El 7 de noviembre se celebra el Día del Merlot. Por su color intenso y profundo, con marcadas tonalidades rubíes y ribetes púrpuras, se le llama como al mirlo, que sobrevuela la región bordelesa.
La comparación entre las plumas bien negras y los racimos dieron como resultado el nombre Merlot. Una manera poética de enaltecer las bondades de una uva que conquista los paladares sibaritas más exigentes.
Otro dato interesante de la cepa Merlot es que empezó a tomar protagonismo a mediados del siglo XIX. Ocupa actualmente un 14% del área vitícola francesa. Después de la Cabernet Sauvignon, es la cepa más plantada a nivel internacional, con alrededor de 270,000 hectáreas.

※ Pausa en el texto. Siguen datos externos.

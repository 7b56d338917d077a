use anyhow::Result;
use serde::Deserialize;

use helm_core::pulse::{Channel, PulseWidth};

/// A stretch of time with fixed scripted widths on all five inputs.
/// A width of 0 means the line is silent.
#[derive(Debug, Clone, PartialEq, Eq, Deserialize)]
#[serde(default)]
pub struct Segment {
    pub duration_ms: u64,
    pub switch: u32,
    pub manual_steering: u32,
    pub manual_throttle: u32,
    pub auto_steering: u32,
    pub auto_throttle: u32,
}

impl Default for Segment {
    fn default() -> Self {
        Self {
            duration_ms: 1000,
            switch: 1000,
            manual_steering: 1500,
            manual_throttle: 900,
            auto_steering: 1500,
            auto_throttle: 900,
        }
    }
}

impl Segment {
    pub fn width(&self, ch: Channel) -> PulseWidth {
        let us = match ch {
            Channel::ModeSwitch => self.switch,
            Channel::ManualSteering => self.manual_steering,
            Channel::ManualThrottle => self.manual_throttle,
            Channel::AutoSteering => self.auto_steering,
            Channel::AutoThrottle => self.auto_throttle,
        };
        PulseWidth::from_us(us)
    }
}

/// Segments back to back; the last one holds forever.
#[derive(Debug, Clone)]
pub struct Timeline {
    segments: Vec<Segment>,
    ends_us: Vec<u64>,
}

impl Timeline {
    pub fn new(segments: Vec<Segment>) -> Result<Self> {
        anyhow::ensure!(!segments.is_empty(), "sim scenario needs at least one segment");
        let mut ends_us = Vec::with_capacity(segments.len());
        let mut t = 0u64;
        for (i, s) in segments.iter().enumerate() {
            anyhow::ensure!(s.duration_ms > 0, "sim.segment[{}].duration_ms must be > 0", i);
            t = s
                .duration_ms
                .checked_mul(1000)
                .and_then(|us| t.checked_add(us))
                .ok_or_else(|| anyhow::anyhow!("sim.segment[{}].duration_ms overflows the scenario clock", i))?;
            ends_us.push(t);
        }
        Ok(Self { segments, ends_us })
    }

    pub fn at(&self, t_us: u64) -> &Segment {
        let i = self.ends_us.partition_point(|&end| end <= t_us);
        &self.segments[i.min(self.segments.len() - 1)]
    }

    pub fn total_us(&self) -> u64 {
        self.ends_us.last().copied().unwrap_or(0)
    }
}

#[cfg(test)]
mod tests {
    use super::*;

    fn seg(duration_ms: u64, switch: u32) -> Segment {
        Segment { duration_ms, switch, ..Segment::default() }
    }

    #[test]
    fn test_lookup_by_time() {
        let tl = Timeline::new(vec![seg(100, 1000), seg(50, 2000), seg(10, 1500)]).unwrap();
        assert_eq!(tl.total_us(), 160_000);
        assert_eq!(tl.at(0).switch, 1000);
        assert_eq!(tl.at(99_999).switch, 1000);
        assert_eq!(tl.at(100_000).switch, 2000);
        assert_eq!(tl.at(149_999).switch, 2000);
        assert_eq!(tl.at(150_000).switch, 1500);
        // last segment holds
        assert_eq!(tl.at(10_000_000).switch, 1500);
    }

    #[test]
    fn test_rejects_empty_and_zero_length() {
        assert!(Timeline::new(vec![]).is_err());
        assert!(Timeline::new(vec![seg(0, 1000)]).is_err());
    }

    #[test]
    fn test_rejects_overflowing_duration() {
        assert!(Timeline::new(vec![seg(u64::MAX, 1000)]).is_err());
        let half = u64::MAX / 1000 / 2 + 1;
        assert!(Timeline::new(vec![seg(half, 1000), seg(half, 2000)]).is_err());
        assert!(Timeline::new(vec![seg(half, 1000)]).is_ok());
    }

    #[test]
    fn test_segment_from_toml() {
        let s: Segment = toml::from_str("duration_ms = 250\nauto_throttle = 2100").unwrap();
        assert_eq!(s.duration_ms, 250);
        assert_eq!(s.width(Channel::AutoThrottle).as_us(), 2100);
        assert_eq!(s.width(Channel::ModeSwitch).as_us(), 1000);
    }
}
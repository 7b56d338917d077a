use std::sync::Arc;

use tracing::trace;

use helm_core::hal::LineLevel;
use helm_core::poll::LinePulseReader;
use helm_core::pulse::{Channel, PulseWidth};

use crate::clock::SimClock;
use crate::SimWorld;

/// One operator receiver line. Every frame starts with a high pulse of the
/// scripted width; the level is derived from the scenario clock, so the
/// core's `pulse_in` times it like a real pin.
pub struct SimLine {
    channel: Channel,
    world: Arc<SimWorld>,
    frame: Option<u64>,
    width: PulseWidth,
}

impl SimLine {
    pub fn new(channel: Channel, world: Arc<SimWorld>) -> Self {
        Self { channel, world, frame: None, width: PulseWidth::NONE }
    }

    /// The line wrapped in the core's polling reader, timed by the world clock.
    pub fn reader(channel: Channel, world: Arc<SimWorld>) -> LinePulseReader<SimLine, Arc<SimClock>> {
        let clock = world.clock.clone();
        LinePulseReader::new(SimLine::new(channel, world), clock)
    }

    fn enter_frame(&mut self, frame: u64) {
        let world = &self.world;
        // no edge thread in virtual time; catch the autopilot up here
        if !world.clock.is_wall() {
            world.pump_edges();
        }
        let start = frame * world.frame_us as u64;
        let scripted = world.timeline.at(start).width(self.channel);
        self.width = world.with_noise(|n| n.perturb(scripted)).unwrap_or(PulseWidth::NONE);
        self.frame = Some(frame);
        trace!("{} frame at {}us: {}", self.channel, start, self.width);
    }
}

impl LineLevel for SimLine {
    fn is_high(&mut self) -> bool {
        let now = self.world.clock.elapsed_us();
        let frame_us = self.world.frame_us as u64;
        let frame = now / frame_us;
        if self.frame != Some(frame) {
            self.enter_frame(frame);
        }
        now % frame_us < self.width.as_us() as u64
    }
}

#[cfg(test)]
mod tests {
    use super::*;
    use crate::scenario::Segment;
    use crate::SimConfig;
    use helm_core::capture::AutopilotCapture;
    use helm_core::hal::{Clock, PulseReader};

    fn world_with_capture(segments: Vec<Segment>) -> (Arc<SimWorld>, Arc<AutopilotCapture>) {
        let cfg = SimConfig { realtime: false, segments, ..SimConfig::default() };
        let capture = Arc::new(AutopilotCapture::new());
        (Arc::new(SimWorld::new(&cfg, capture.clone()).unwrap()), capture)
    }

    fn world(segments: Vec<Segment>) -> Arc<SimWorld> {
        world_with_capture(segments).0
    }

    #[test]
    fn test_level_follows_frame_phase() {
        let w = world(vec![Segment { manual_steering: 1450, ..Segment::default() }]);
        let mut line = SimLine::new(Channel::ManualSteering, w.clone());
        assert!(line.is_high());
        while w.clock.elapsed_us() < 1449 {
            w.clock.now_us();
        }
        assert!(line.is_high());
        w.clock.now_us();
        assert!(!line.is_high());
    }

    #[test]
    fn test_poll_loop_times_scripted_width() {
        let w = world(vec![Segment { switch: 1980, ..Segment::default() }]);
        let mut reader = SimLine::reader(Channel::ModeSwitch, w.clone());
        // the pulse at t=0 is already in progress, so the next frame is measured
        assert_eq!(reader.measure(100_000).as_us(), 1980);
        assert!(w.clock.elapsed_us() > 20_000);
    }

    #[test]
    fn test_silent_line_costs_full_timeout() {
        let w = world(vec![Segment { manual_throttle: 0, ..Segment::default() }]);
        let mut reader = SimLine::reader(Channel::ManualThrottle, w.clone());
        assert_eq!(reader.measure(100_000), PulseWidth::NONE);
        let spent = w.clock.elapsed_us();
        assert!((100_000..100_010).contains(&spent), "spent {}", spent);
    }

    #[test]
    fn test_reading_pumps_autopilot_edges() {
        let (w, cap) = world_with_capture(vec![Segment { auto_steering: 1320, auto_throttle: 1180, ..Segment::default() }]);
        let mut reader = SimLine::reader(Channel::ModeSwitch, w);
        reader.measure(100_000);
        assert_eq!(cap.snapshot(), (PulseWidth::from_us(1320), PulseWidth::from_us(1180)));
    }
}
use anyhow::{Context, Result};
use serde::Deserialize;
use tokio::io::{AsyncWrite, AsyncWriteExt, BufWriter};
use tokio::sync::mpsc;
use tracing::{debug, warn};

use helm_core::hal::DiagnosticSink;
use helm_proto::diagnostics::DiagnosticFrame;

#[derive(Debug, Clone, Copy, PartialEq, Eq, Deserialize)]
#[serde(rename_all = "lowercase")]
pub enum DiagFormat {
    Text,
    Json,
}

#[derive(Debug, Clone, Deserialize)]
#[serde(default)]
pub struct DiagnosticsCfg {
    pub enable: bool,
    pub format: DiagFormat,
    /// File to append to; stdout when unset
    pub path: Option<String>,
    /// Frames buffered between the control loop and the writer
    pub queue: usize,
}

impl Default for DiagnosticsCfg {
    fn default() -> Self {
        Self { enable: true, format: DiagFormat::Text, path: None, queue: 64 }
    }
}

/// Control-loop side. Never blocks: a full queue drops the frame.
pub struct ChannelSink {
    tx: mpsc::Sender<DiagnosticFrame>,
    dropped: u64,
}

impl ChannelSink {
    pub fn new(tx: mpsc::Sender<DiagnosticFrame>) -> Self {
        Self { tx, dropped: 0 }
    }
}

impl DiagnosticSink for ChannelSink {
    fn emit(&mut self, frame: &DiagnosticFrame) {
        match self.tx.try_send(frame.clone()) {
            Ok(()) => {}
            Err(mpsc::error::TrySendError::Full(_)) => {
                self.dropped += 1;
                if self.dropped.is_power_of_two() {
                    warn!("diagnostics writer behind; {} frames dropped", self.dropped);
                }
            }
            Err(mpsc::error::TrySendError::Closed(_)) => {}
        }
    }
}

pub fn render(frame: &DiagnosticFrame, format: DiagFormat) -> Result<String> {
    Ok(match format {
        DiagFormat::Text => frame.to_line(),
        DiagFormat::Json => frame.to_json().context("encode diagnostics frame")?,
    })
}

/// Drains frames until every sender is gone.
pub async fn write_diagnostics(mut rx: mpsc::Receiver<DiagnosticFrame>, cfg: DiagnosticsCfg) -> Result<u64> {
    let out: Box<dyn AsyncWrite + Unpin + Send> = match &cfg.path {
        Some(p) => {
            let f = tokio::fs::OpenOptions::new()
                .create(true)
                .append(true)
                .open(p)
                .await
                .with_context(|| format!("open diagnostics file {}", p))?;
            Box::new(f)
        }
        None => Box::new(tokio::io::stdout()),
    };
    let mut out = BufWriter::new(out);

    let mut n = 0u64;
    while let Some(frame) = rx.recv().await {
        let mut line = render(&frame, cfg.format)?;
        line.push('\n');
        out.write_all(line.as_bytes()).await?;
        n += 1;
        // keep the stream live for a watching operator
        if rx.is_empty() {
            out.flush().await?;
        }
    }
    out.flush().await?;
    debug!("diagnostics writer done after {} frames", n);
    Ok(n)
}
//! Synchronous receiver polling.

use tracing::trace;

use crate::hal::{Clock, LineLevel, PulseReader};
use crate::pulse::PulseWidth;

/// 100 ms, enough for several 50 Hz frames.
pub const DEFAULT_TIMEOUT_US: u32 = 100_000;

/// Busy-waits for one complete high pulse on `line` and returns its width.
///
/// A pulse already in progress at the call is skipped, since its start was
/// missed. The whole wait, including the pulse itself, is bounded by
/// `timeout_us` from the call; on expiry the result is `PulseWidth::NONE`.
pub fn pulse_in<L, C>(line: &mut L, clock: &C, timeout_us: u32) -> PulseWidth
where
    L: LineLevel + ?Sized,
    C: Clock + ?Sized,
{
    let start = clock.now_us();
    let expired = |c: &C| c.now_us().wrapping_sub(start) >= timeout_us;

    while line.is_high() {
        if expired(clock) {
            return PulseWidth::NONE;
        }
    }
    while !line.is_high() {
        if expired(clock) {
            return PulseWidth::NONE;
        }
    }
    let rose = clock.now_us();
    while line.is_high() {
        if expired(clock) {
            return PulseWidth::NONE;
        }
    }
    PulseWidth::from_us(clock.now_us().wrapping_sub(rose))
}

/// `PulseReader` over a raw input line and a clock.
pub struct LinePulseReader<L, C> {
    line: L,
    clock: C,
}

impl<L: LineLevel, C: Clock> LinePulseReader<L, C> {
    pub fn new(line: L, clock: C) -> Self {
        Self { line, clock }
    }
}

impl<L: LineLevel, C: Clock> PulseReader for LinePulseReader<L, C> {
    fn measure(&mut self, timeout_us: u32) -> PulseWidth {
        pulse_in(&mut self.line, &self.clock, timeout_us)
    }
}

#[derive(Debug, Clone, Copy, Default, PartialEq, Eq)]
pub struct ReceiverFrame {
    pub mode_switch: PulseWidth,
    pub steering: PulseWidth,
    pub throttle: PulseWidth,
}

/// The three operator receiver lines, read back-to-back. Worst case one
/// cycle spends three timeouts here.
pub struct ReceiverPoll {
    mode_switch: Box<dyn PulseReader + Send>,
    steering: Box<dyn PulseReader + Send>,
    throttle: Box<dyn PulseReader + Send>,
    timeout_us: u32,
}

impl ReceiverPoll {
    pub fn new(
        mode_switch: Box<dyn PulseReader + Send>,
        steering: Box<dyn PulseReader + Send>,
        throttle: Box<dyn PulseReader + Send>,
        timeout_us: u32,
    ) -> Self {
        Self { mode_switch, steering, throttle, timeout_us }
    }

    pub fn read_switch(&mut self) -> PulseWidth {
        self.mode_switch.measure(self.timeout_us)
    }

    /// (steering, throttle)
    pub fn read_sticks(&mut self) -> (PulseWidth, PulseWidth) {
        let s = self.steering.measure(self.timeout_us);
        let t = self.throttle.measure(self.timeout_us);
        (s, t)
    }

    pub fn read(&mut self) -> ReceiverFrame {
        let mode_switch = self.read_switch();
        let (steering, throttle) = self.read_sticks();
        trace!(%mode_switch, %steering, %throttle, "receiver frame");
        ReceiverFrame { mode_switch, steering, throttle }
    }
}

#[cfg(test)]
mod tests {
    use super::*;
    use std::cell::Cell;
    use std::rc::Rc;
    use std::sync::{Arc, Mutex};

    /// Advances 1 us every time it is read.
    struct TickClock(Rc<Cell<u32>>);

    impl Clock for TickClock {
        fn now_us(&self) -> u32 {
            let t = self.0.get();
            self.0.set(t.wrapping_add(1));
            t
        }
    }

    /// 50 Hz frame, high from `rise` to `rise + width` within each frame.
    struct FrameLine {
        t: Rc<Cell<u32>>,
        rise: u32,
        width: u32,
    }

    impl LineLevel for FrameLine {
        fn is_high(&mut self) -> bool {
            let phase = self.t.get() % 20_000;
            self.width > 0 && phase >= self.rise && phase < self.rise + self.width
        }
    }

    fn setup(start: u32, rise: u32, width: u32) -> (FrameLine, TickClock) {
        let t = Rc::new(Cell::new(start));
        (FrameLine { t: t.clone(), rise, width }, TickClock(t))
    }

    fn near(w: PulseWidth, expect: u32) -> bool {
        (w.as_us() as i64 - expect as i64).abs() <= 2
    }

    #[test]
    fn test_measures_pulse_from_low() {
        let (mut line, clock) = setup(0, 100, 1500);
        let w = pulse_in(&mut line, &clock, DEFAULT_TIMEOUT_US);
        assert!(near(w, 1500), "got {}", w);
    }

    #[test]
    fn test_skips_pulse_in_progress() {
        // start halfway through a 1800 us pulse
        let (mut line, clock) = setup(1000, 100, 1800);
        let w = pulse_in(&mut line, &clock, DEFAULT_TIMEOUT_US);
        assert!(near(w, 1800), "got {}", w);
        // measured the next frame's pulse
        assert!(clock.0.get() > 20_000);
    }

    #[test]
    fn test_no_signal_times_out() {
        let (mut line, clock) = setup(0, 100, 0);
        assert_eq!(pulse_in(&mut line, &clock, 5_000), PulseWidth::NONE);
        assert!(clock.0.get() >= 5_000 && clock.0.get() < 5_010);
    }

    #[test]
    fn test_stuck_high_times_out() {
        let (mut line, clock) = setup(0, 0, 20_000);
        assert_eq!(pulse_in(&mut line, &clock, 5_000), PulseWidth::NONE);
    }

    #[test]
    fn test_timeout_shorter_than_gap() {
        // next rise is 19 ms away
        let (mut line, clock) = setup(1000, 100, 800);
        assert_eq!(pulse_in(&mut line, &clock, 10_000), PulseWidth::NONE);
    }

    struct Fixed(u32, Arc<Mutex<Vec<&'static str>>>, &'static str);

    impl PulseReader for Fixed {
        fn measure(&mut self, timeout_us: u32) -> PulseWidth {
            assert_eq!(timeout_us, DEFAULT_TIMEOUT_US);
            self.1.lock().unwrap().push(self.2);
            PulseWidth::from_us(self.0)
        }
    }

    #[test]
    fn test_receiver_reads_switch_first() {
        let log = Arc::new(Mutex::new(Vec::new()));
        let mut rx = ReceiverPoll::new(
            Box::new(Fixed(2000, log.clone(), "switch")),
            Box::new(Fixed(1450, log.clone(), "steering")),
            Box::new(Fixed(1600, log.clone(), "throttle")),
            DEFAULT_TIMEOUT_US,
        );
        let frame = rx.read();
        assert_eq!(frame.mode_switch.as_us(), 2000);
        assert_eq!(frame.steering.as_us(), 1450);
        assert_eq!(frame.throttle.as_us(), 1600);
        assert_eq!(*log.lock().unwrap(), vec!["switch", "steering", "throttle"]);
    }
}
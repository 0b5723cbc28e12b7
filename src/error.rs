//! Error types for the stmt2ofx library.

use std::io;
use thiserror::Error;

/// Result type alias for library operations.
pub type Result<T> = std::result::Result<T, Error>;

/// Error types that can occur during parsing, validation and writing.
#[derive(Debug, Error)]
pub enum Error {
    /// I/O error occurred during read or write operations.
    #[error("I/O error: {0}")]
    Io(#[from] io::Error),

    /// Error reading CSV input.
    #[error("CSV parsing error: {0}")]
    Csv(#[from] csv::Error),

    /// Error emitting the OFX XML body.
    #[error("XML writing error: {0}")]
    Xml(String),

    /// Malformed input detected by a statement parser.
    #[error("parse error at line {line}: {message}")]
    Parse { line: usize, message: String },

    /// A structurally well-formed statement or line violating a domain
    /// invariant. Carries a rendering of the offending object.
    #[error("validation error: {message}")]
    Validation { message: String, object: String },

    /// Invalid date format.
    #[error("Invalid date format: {0}")]
    InvalidDate(String),

    /// Invalid amount format.
    #[error("Invalid amount format: {0}")]
    InvalidAmount(String),

    /// Missing required field.
    #[error("Missing required field: {0}")]
    MissingField(String),

    /// Value outside its fixed enumeration.
    #[error("Invalid value: {0}")]
    InvalidValue(String),

    /// Unrecognized output encoding name.
    #[error("Invalid encoding: {0}")]
    InvalidEncoding(String),
}

impl Error {
    /// Build a validation error for `object`, keeping its debug rendering
    /// for diagnostics.
    pub fn validation(message: impl Into<String>, object: &impl std::fmt::Debug) -> Self {
        Error::Validation {
            message: message.into(),
            object: format!("{object:?}"),
        }
    }
}

impl From<quick_xml::Error> for Error {
    fn from(err: quick_xml::Error) -> Self {
        Error::Xml(err.to_string())
    }
}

En nuestro país, el Merlot representa el 8% de variedades tintas cultivadas, siendo ése el porcentaje de la superficie total. Hay más de 600 hectáreas plantadas. Su versatilidad al adaptarse a diferentes terruños es, realmente, digna de destacar.
Los vinos elaborados con Merlot son suaves, delicados, de una excelsa fineza aromática y de notable calidad. Su color rojo rubí intenso con tonalidades violáceas es una marca registrada.
Aquellas etiquetas pensadas para una guarda prolongada suelen presentar un color más oscuro que los elaborados para beber jóvenes. Entre los aromas clásicos destacamos los frutos rojos. Frutilla, frambuesa, mora, grosella, guinda, cereza, ciruela y casis son sus notas típicas, en gran sintonía con alguna reminiscencia piracínica (pimiento rojo) o especiada, toques florales (la violeta está delicadamente presente) y, si tiene crianza, el cuero y las notas ahumadas se hacen presentes con prestancia.
¿Por qué afirmamos que el Merlot es una variedad amable, elegante y versátil? Porque no es astringente ni tiene una pronunciada cantidad de taninos. Sus exponentes son redondos, equilibrados, balanceados y, cuando son jóvenes, son un deleite para el paladar por su sedosidad.
A medida que pasa el tiempo, el Merlot pensado para evolucionar se redondea y sus frutos rojos pasan a ser uvas pasas, en armonía con sutiles toques mentolados y pimientos dulces. Su guarda y posterior estiba hace que esta variedad fantástica de uva madure de manera óptima y se haga compleja.
Aquellos aromas frescos y frutados darán paso a la elegancia. En definitiva, el Merlot puede beberse joven o en unos años poscosecha, si es que tuvo paso por barricas. Su suave textura, sus taninos amables y su sabor persistente en boca hacen de este varietal uno de los más buscados y consumidos por los paladares de los amantes del vino de todo el planeta.
Su atrapante seducción lo hace tan misterioso como atractivo.
Y, para cerrar, qué mejor que una copa de Merlot con algo de mucbipollo recalentado de estos días. Hasta la semana que viene.